Dataset entries
== Segment start ==

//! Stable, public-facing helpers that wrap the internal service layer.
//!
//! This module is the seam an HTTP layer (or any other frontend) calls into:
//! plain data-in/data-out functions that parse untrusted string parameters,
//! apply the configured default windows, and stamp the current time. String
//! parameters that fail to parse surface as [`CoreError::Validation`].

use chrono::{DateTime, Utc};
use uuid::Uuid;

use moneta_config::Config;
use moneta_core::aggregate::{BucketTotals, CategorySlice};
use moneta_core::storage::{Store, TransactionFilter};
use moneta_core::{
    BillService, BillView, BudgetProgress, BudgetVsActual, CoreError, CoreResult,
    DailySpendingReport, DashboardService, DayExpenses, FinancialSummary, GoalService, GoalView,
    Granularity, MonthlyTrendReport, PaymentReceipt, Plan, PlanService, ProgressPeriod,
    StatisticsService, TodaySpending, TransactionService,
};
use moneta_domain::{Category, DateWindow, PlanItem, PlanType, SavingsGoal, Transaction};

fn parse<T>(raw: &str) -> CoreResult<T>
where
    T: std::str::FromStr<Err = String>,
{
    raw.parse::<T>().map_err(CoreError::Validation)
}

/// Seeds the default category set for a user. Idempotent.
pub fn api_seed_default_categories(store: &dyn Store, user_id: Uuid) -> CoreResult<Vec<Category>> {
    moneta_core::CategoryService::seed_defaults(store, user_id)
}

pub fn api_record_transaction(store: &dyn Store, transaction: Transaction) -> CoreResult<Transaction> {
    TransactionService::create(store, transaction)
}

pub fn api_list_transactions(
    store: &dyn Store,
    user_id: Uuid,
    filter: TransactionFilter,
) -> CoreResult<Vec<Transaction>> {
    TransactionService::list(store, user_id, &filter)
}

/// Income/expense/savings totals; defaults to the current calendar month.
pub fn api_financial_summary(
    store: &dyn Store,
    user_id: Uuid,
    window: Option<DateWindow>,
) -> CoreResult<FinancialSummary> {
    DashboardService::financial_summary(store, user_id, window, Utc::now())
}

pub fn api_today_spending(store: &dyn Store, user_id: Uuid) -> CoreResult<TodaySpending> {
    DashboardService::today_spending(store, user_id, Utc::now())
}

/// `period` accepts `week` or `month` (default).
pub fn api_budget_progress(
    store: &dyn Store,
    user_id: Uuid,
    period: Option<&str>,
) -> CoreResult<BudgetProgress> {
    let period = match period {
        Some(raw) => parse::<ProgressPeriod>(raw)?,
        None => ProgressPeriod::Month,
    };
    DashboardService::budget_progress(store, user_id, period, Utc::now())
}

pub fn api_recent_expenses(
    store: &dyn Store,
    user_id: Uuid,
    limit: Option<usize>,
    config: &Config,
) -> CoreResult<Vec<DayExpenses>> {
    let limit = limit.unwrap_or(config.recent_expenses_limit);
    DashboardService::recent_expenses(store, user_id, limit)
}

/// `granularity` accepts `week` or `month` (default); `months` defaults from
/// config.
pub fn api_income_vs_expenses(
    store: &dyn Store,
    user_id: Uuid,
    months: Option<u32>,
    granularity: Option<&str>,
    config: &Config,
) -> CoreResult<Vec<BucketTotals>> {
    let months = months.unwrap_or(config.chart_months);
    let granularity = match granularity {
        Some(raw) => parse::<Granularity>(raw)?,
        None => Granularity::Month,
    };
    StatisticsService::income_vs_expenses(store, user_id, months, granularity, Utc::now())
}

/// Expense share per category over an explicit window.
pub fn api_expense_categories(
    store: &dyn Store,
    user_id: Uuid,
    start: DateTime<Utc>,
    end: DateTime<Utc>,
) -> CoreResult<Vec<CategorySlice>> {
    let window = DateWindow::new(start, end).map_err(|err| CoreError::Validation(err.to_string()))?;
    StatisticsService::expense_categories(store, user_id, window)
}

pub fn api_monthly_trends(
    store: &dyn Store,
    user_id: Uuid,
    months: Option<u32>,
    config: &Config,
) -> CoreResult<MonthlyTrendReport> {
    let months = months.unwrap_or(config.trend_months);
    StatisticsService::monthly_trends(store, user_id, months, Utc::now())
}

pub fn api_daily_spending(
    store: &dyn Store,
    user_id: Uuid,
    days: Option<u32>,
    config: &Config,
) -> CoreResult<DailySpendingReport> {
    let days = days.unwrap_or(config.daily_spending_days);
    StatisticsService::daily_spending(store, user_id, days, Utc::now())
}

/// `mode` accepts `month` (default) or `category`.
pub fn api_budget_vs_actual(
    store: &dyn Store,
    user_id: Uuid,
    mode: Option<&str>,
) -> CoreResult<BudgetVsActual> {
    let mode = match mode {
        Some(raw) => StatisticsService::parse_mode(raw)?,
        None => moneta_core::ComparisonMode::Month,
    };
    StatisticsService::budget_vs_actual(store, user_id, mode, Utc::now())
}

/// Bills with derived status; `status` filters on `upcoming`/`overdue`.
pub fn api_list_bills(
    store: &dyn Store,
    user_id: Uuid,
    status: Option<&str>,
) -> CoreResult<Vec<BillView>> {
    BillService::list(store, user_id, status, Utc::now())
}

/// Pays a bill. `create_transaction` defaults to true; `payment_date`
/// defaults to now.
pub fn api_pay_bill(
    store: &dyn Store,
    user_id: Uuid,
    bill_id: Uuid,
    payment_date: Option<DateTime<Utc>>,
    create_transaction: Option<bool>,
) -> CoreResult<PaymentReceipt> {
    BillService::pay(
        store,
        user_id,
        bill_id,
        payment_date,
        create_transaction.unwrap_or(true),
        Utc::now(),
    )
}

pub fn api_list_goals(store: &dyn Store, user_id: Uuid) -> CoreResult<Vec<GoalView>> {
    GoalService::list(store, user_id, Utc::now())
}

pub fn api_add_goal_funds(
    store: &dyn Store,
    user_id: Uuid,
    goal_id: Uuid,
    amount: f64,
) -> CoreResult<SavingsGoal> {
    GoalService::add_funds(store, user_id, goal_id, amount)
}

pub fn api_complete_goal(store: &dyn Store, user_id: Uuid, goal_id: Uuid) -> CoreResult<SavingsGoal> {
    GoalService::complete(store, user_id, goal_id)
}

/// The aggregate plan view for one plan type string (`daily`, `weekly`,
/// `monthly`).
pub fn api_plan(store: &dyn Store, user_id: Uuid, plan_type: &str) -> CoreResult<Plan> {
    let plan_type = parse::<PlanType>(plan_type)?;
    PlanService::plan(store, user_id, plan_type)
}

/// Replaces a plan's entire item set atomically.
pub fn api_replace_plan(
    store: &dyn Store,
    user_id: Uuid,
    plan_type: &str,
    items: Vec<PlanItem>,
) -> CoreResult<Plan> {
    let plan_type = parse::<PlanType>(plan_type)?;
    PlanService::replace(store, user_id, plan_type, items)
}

== Segment end ==

» **Exercise goal**
Each line of the data above is to be set down exactly.

» **Written answer**
//! Stable, public-facing helpers that wrap the internal service layer.
//!
//! This module is the seam an HTTP layer (or any other frontend) calls into:
//! plain data-in/data-out functions that parse untrusted string parameters,
//! apply the configured default windows, and stamp the current time. String
//! parameters that fail to parse surface as [`CoreError::Validation`].

use chrono::{DateTime, Utc};
use uuid::Uuid;

use moneta_config::Config;
use moneta_core::aggregate::{BucketTotals, CategorySlice};
use moneta_core::storage::{Store, TransactionFilter};
use moneta_core::{
    BillService, BillView, BudgetProgress, BudgetVsActual, CoreError, CoreResult,
    DailySpendingReport, DashboardService, DayExpenses, FinancialSummary, GoalService, GoalView,
    Granularity, MonthlyTrendReport, PaymentReceipt, Plan, PlanService, ProgressPeriod,
    StatisticsService, TodaySpending, TransactionService,
};
use moneta_domain::{Category, DateWindow, PlanItem, PlanType, SavingsGoal, Transaction};

fn parse<T>(raw: &str) -> CoreResult<T>
where
    T: std::str::FromStr<Err = String>,
{
    raw.parse::<T>().map_err(CoreError::Validation)
}

/// Seeds the default category set for a user. Idempotent.
pub fn api_seed_default_categories(store: &dyn Store, user_id: Uuid) -> CoreResult<Vec<Category>> {
    moneta_core::CategoryService::seed_defaults(store, user_id)
}

pub fn api_record_transaction(store: &dyn Store, transaction: Transaction) -> CoreResult<Transaction> {
    TransactionService::create(store, transaction)
}

pub fn api_list_transactions(
    store: &dyn Store,
    user_id: Uuid,
    filter: TransactionFilter,
) -> CoreResult<Vec<Transaction>> {
    TransactionService::list(store, user_id, &filter)
}

/// Income/expense/savings totals; defaults to the current calendar month.
pub fn api_financial_summary(
    store: &dyn Store,
    user_id: Uuid,
    window: Option<DateWindow>,
) -> CoreResult<FinancialSummary> {
    DashboardService::financial_summary(store, user_id, window, Utc::now())
}

pub fn api_today_spending(store: &dyn Store, user_id: Uuid) -> CoreResult<TodaySpending> {
    DashboardService::today_spending(store, user_id, Utc::now())
}

/// `period` accepts `week` or `month` (default).
pub fn api_budget_progress(
    store: &dyn Store,
    user_id: Uuid,
    period: Option<&str>,
) -> CoreResult<BudgetProgress> {
    let period = match period {
        Some(raw) => parse::<ProgressPeriod>(raw)?,
        None => ProgressPeriod::Month,
    };
    DashboardService::budget_progress(store, user_id, period, Utc::now())
}

pub fn api_recent_expenses(
    store: &dyn Store,
    user_id: Uuid,
    limit: Option<usize>,
    config: &Config,
) -> CoreResult<Vec<DayExpenses>> {
    let limit = limit.unwrap_or(config.recent_expenses_limit);
    DashboardService::recent_expenses(store, user_id, limit)
}

/// `granularity` accepts `week` or `month` (default); `months` defaults from
/// config.
pub fn api_income_vs_expenses(
    store: &dyn Store,
    user_id: Uuid,
    months: Option<u32>,
    granularity: Option<&str>,
    config: &Config,
) -> CoreResult<Vec<BucketTotals>> {
    let months = months.unwrap_or(config.chart_months);
    let granularity = match granularity {
        Some(raw) => parse::<Granularity>(raw)?,
        None => Granularity::Month,
    };
    StatisticsService::income_vs_expenses(store, user_id, months, granularity, Utc::now())
}

/// Expense share per category over an explicit window.
pub fn api_expense_categories(
    store: &dyn Store,
    user_id: Uuid,
    start: DateTime<Utc>,
    end: DateTime<Utc>,
) -> CoreResult<Vec<CategorySlice>> {
    let window = DateWindow::new(start, end).map_err(|err| CoreError::Validation(err.to_string()))?;
    StatisticsService::expense_categories(store, user_id, window)
}

pub fn api_monthly_trends(
    store: &dyn Store,
    user_id: Uuid,
    months: Option<u32>,
    config: &Config,
) -> CoreResult<MonthlyTrendReport> {
    let months = months.unwrap_or(config.trend_months);
    StatisticsService::monthly_trends(store, user_id, months, Utc::now())
}

pub fn api_daily_spending(
    store: &dyn Store,
    user_id: Uuid,
    days: Option<u32>,
    config: &Config,
) -> CoreResult<DailySpendingReport> {
    let days = days.unwrap_or(config.daily_spending_days);
    StatisticsService::daily_spending(store, user_id, days, Utc::now())
}

/// `mode` accepts `month` (default) or `category`.
pub fn api_budget_vs_actual(
    store: &dyn Store,
    user_id: Uuid,
    mode: Option<&str>,
) -> CoreResult<BudgetVsActual> {
    let mode = match mode {
        Some(raw) => StatisticsService::parse_mode(raw)?,
        None => moneta_core::ComparisonMode::Month,
    };
    StatisticsService::budget_vs_actual(store, user_id, mode, Utc::now())
}

/// Bills with derived status; `status` filters on `upcoming`/`overdue`.
pub fn api_list_bills(
    store: &dyn Store,
    user_id: Uuid,
    status: Option<&str>,
) -> CoreResult<Vec<BillView>> {
    BillService::list(store, user_id, status, Utc::now())
}

/// Pays a bill. `create_transaction` defaults to true; `payment_date`
/// defaults to now.
pub fn api_pay_bill(
    store: &dyn Store,
    user_id: Uuid,
    bill_id: Uuid,
    payment_date: Option<DateTime<Utc>>,
    create_transaction: Option<bool>,
) -> CoreResult<PaymentReceipt> {
    BillService::pay(
        store,
        user_id,
        bill_id,
        payment_date,
        create_transaction.unwrap_or(true),
        Utc::now(),
    )
}

pub fn api_list_goals(store: &dyn Store, user_id: Uuid) -> CoreResult<Vec<GoalView>> {
    GoalService::list(store, user_id, Utc::now())
}

pub fn api_add_goal_funds(
    store: &dyn Store,
    user_id: Uuid,
    goal_id: Uuid,
    amount: f64,
) -> CoreResult<SavingsGoal> {
    GoalService::add_funds(store, user_id, goal_id, amount)
}

pub fn api_complete_goal(store: &dyn Store, user_id: Uuid, goal_id: Uuid) -> CoreResult<SavingsGoal> {
    GoalService::complete(store, user_id, goal_id)
}

/// The aggregate plan view for one plan type string (`daily`, `weekly`,
/// `monthly`).
pub fn api_plan(store: &dyn Store, user_id: Uuid, plan_type: &str) -> CoreResult<Plan> {
    let plan_type = parse::<PlanType>(plan_type)?;
    PlanService::plan(store, user_id, plan_type)
}

/// Replaces a plan's entire item set atomically.
pub fn api_replace_plan(
    store: &dyn Store,
    user_id: Uuid,
    plan_type: &str,
    items: Vec<PlanItem>,
) -> CoreResult<Plan> {
    let plan_type = parse::<PlanType>(plan_type)?;
    PlanService::replace(store, user_id, plan_type, items)
}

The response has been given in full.